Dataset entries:
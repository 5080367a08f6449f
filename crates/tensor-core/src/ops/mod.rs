// Copyright (c) 2025 Dimitris Kafetzis
//
// Licensed under the MIT License.
// See LICENSE file in the project root for full license information.
//
// SPDX-License-Identifier: MIT

//! Reference numeric kernels.
//!
//! Each operation writes into a caller-provided output view and never
//! allocates. Parameters that depend only on shapes and quantization
//! (broadcast strides, fixed-point multipliers, padding) are computed once
//! by the caller and passed in, so the hot path is pure arithmetic.

mod activation;
mod conv;
mod elementwise;
mod fully_connected;
mod pool;
mod reduce;
mod softmax;
mod transform;

pub use activation::{
    clamp_f32, clamp_quantized, gelu, gelu_f32, logistic, logistic_f32, logistic_i16,
    lookup_quantized, tanh_f32, tanh_i16, ActivationTable, FixedPointInput, QuantizedClamp,
};
pub use conv::{
    conv2d_f32, conv2d_quantized, depthwise_conv2d_f32, depthwise_conv2d_quantized,
    transpose_conv_f32, transpose_conv_quantized, ConvGeometry,
};
pub use elementwise::{
    add_quantized, binary_f32, binary_int, mul_quantized, BinaryOp, Broadcast, QuantizedAddParams,
    QuantizedMulParams,
};
pub use fully_connected::{fully_connected_f32, fully_connected_quantized};
pub use pool::{pool_f32, pool_quantized, PoolGeometry, PoolKind};
pub use reduce::{mean_f32, mean_quantized};
pub use softmax::{softmax_f32, softmax_quantized};
pub use transform::{copy, strided_slice, transpose, SliceAxis};

use crate::{DType, QuantizedElement, QuantizedMultiplier, TensorError};

/// Fixed-point parameters of a multiply-accumulate kernel
/// (convolution, depthwise convolution, fully connected).
///
/// `filter_offsets` and `multipliers` hold either one entry (per-tensor) or
/// one entry per output channel (per-axis weights).
#[derive(Debug, Clone, Copy)]
pub struct QuantizedConvParams<'a> {
    /// Negated input zero point.
    pub input_offset: i32,
    /// Negated filter zero points.
    pub filter_offsets: &'a [i32],
    /// Output zero point.
    pub output_offset: i32,
    pub multipliers: &'a [QuantizedMultiplier],
    pub act_min: i32,
    pub act_max: i32,
}

impl QuantizedConvParams<'_> {
    #[inline]
    pub(crate) fn filter_offset(&self, channel: usize) -> i32 {
        pick(self.filter_offsets, channel)
    }

    #[inline]
    pub(crate) fn multiplier(&self, channel: usize) -> QuantizedMultiplier {
        pick(self.multipliers, channel)
    }
}

/// One widened product `(x + input_offset) * (w + filter_offset)` of a
/// 16-bit activation path.
#[inline]
pub(crate) fn mac_i64(
    input: &crate::TensorView<'_>,
    filter: &crate::TensorView<'_>,
    params: &QuantizedConvParams<'_>,
    i: usize,
    f: usize,
    channel: usize,
) -> i64 {
    let x = load_i32(input, i) as i64 + params.input_offset as i64;
    let w = load_i32(filter, f) as i64 + params.filter_offset(channel) as i64;
    x * w
}

/// Adds the bias to a 64-bit accumulator, rescales it and stores the
/// clamped result at `o`.
#[inline]
pub(crate) fn store_rescaled_i64(
    output: &mut crate::TensorViewMut<'_>,
    bias: Option<&crate::TensorView<'_>>,
    params: &QuantizedConvParams<'_>,
    o: usize,
    channel: usize,
    acc: i64,
) {
    let acc = acc.saturating_add(bias.map_or(0, |b| load_i64(b, channel)));
    let v = crate::multiply_by_quantized_multiplier_i64(acc, params.multiplier(channel))
        .saturating_add(params.output_offset);
    store_i32(output, o, v.clamp(params.act_min, params.act_max));
}

#[inline]
fn pick<T: Copy + Default>(values: &[T], i: usize) -> T {
    match values.len() {
        0 => T::default(),
        1 => values[0],
        _ => values[i],
    }
}

pub(crate) fn expect_dtype(op: &'static str, actual: DType, expected: DType) -> Result<(), TensorError> {
    if actual != expected {
        return Err(TensorError::UnsupportedDType { op, dtype: actual });
    }
    Ok(())
}

pub(crate) fn expect_rank(op: &'static str, dims: &[usize], rank: usize) -> Result<(), TensorError> {
    if dims.len() != rank {
        return Err(TensorError::ShapeMismatch {
            op,
            lhs: crate::Shape::new(vec![0; rank]),
            rhs: crate::Shape::from(dims),
        });
    }
    Ok(())
}

pub(crate) fn expect_same_count(
    op: &'static str,
    lhs: &[usize],
    rhs: &[usize],
) -> Result<(), TensorError> {
    if lhs.iter().product::<usize>() != rhs.iter().product::<usize>() {
        return Err(TensorError::ShapeMismatch {
            op,
            lhs: crate::Shape::from(lhs),
            rhs: crate::Shape::from(rhs),
        });
    }
    Ok(())
}

/// Reads element `i` of a quantized (or i32) view as `i32`.
#[inline]
pub(crate) fn load_i32(view: &crate::TensorView<'_>, i: usize) -> i32 {
    match view.dtype() {
        DType::U8 => view.get::<u8>(i) as i32,
        DType::I8 => view.get::<i8>(i) as i32,
        DType::I16 => view.get::<i16>(i) as i32,
        DType::I32 => view.get::<i32>(i),
        _ => 0,
    }
}

/// Reads element `i` of a 64-bit accumulator operand such as a bias.
#[inline]
pub(crate) fn load_i64(view: &crate::TensorView<'_>, i: usize) -> i64 {
    match view.dtype() {
        DType::I64 => view.get::<i64>(i),
        _ => load_i32(view, i) as i64,
    }
}

/// Writes `v` into element `i`, saturating to the element type.
#[inline]
pub(crate) fn store_i32(view: &mut crate::TensorViewMut<'_>, i: usize, v: i32) {
    match view.dtype() {
        DType::U8 => view.set(i, u8::from_i32_saturating(v)),
        DType::I8 => view.set(i, i8::from_i32_saturating(v)),
        DType::I16 => view.set(i, i16::from_i32_saturating(v)),
        DType::I32 => view.set(i, v),
        _ => {}
    }
}

pub(crate) fn expect_quantized(op: &'static str, dtype: DType) -> Result<(), TensorError> {
    if !dtype.is_quantized() {
        return Err(TensorError::UnsupportedDType { op, dtype });
    }
    Ok(())
}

**Task item**:
Which lines in the records above contain the string "actual"? Copy them.

**Solution for this problem**:
pub(crate) fn expect_dtype(op: &'static str, actual: DType, expected: DType) -> Result<(), TensorError> {
    if actual != expected {
        return Err(TensorError::UnsupportedDType { op, dtype: actual });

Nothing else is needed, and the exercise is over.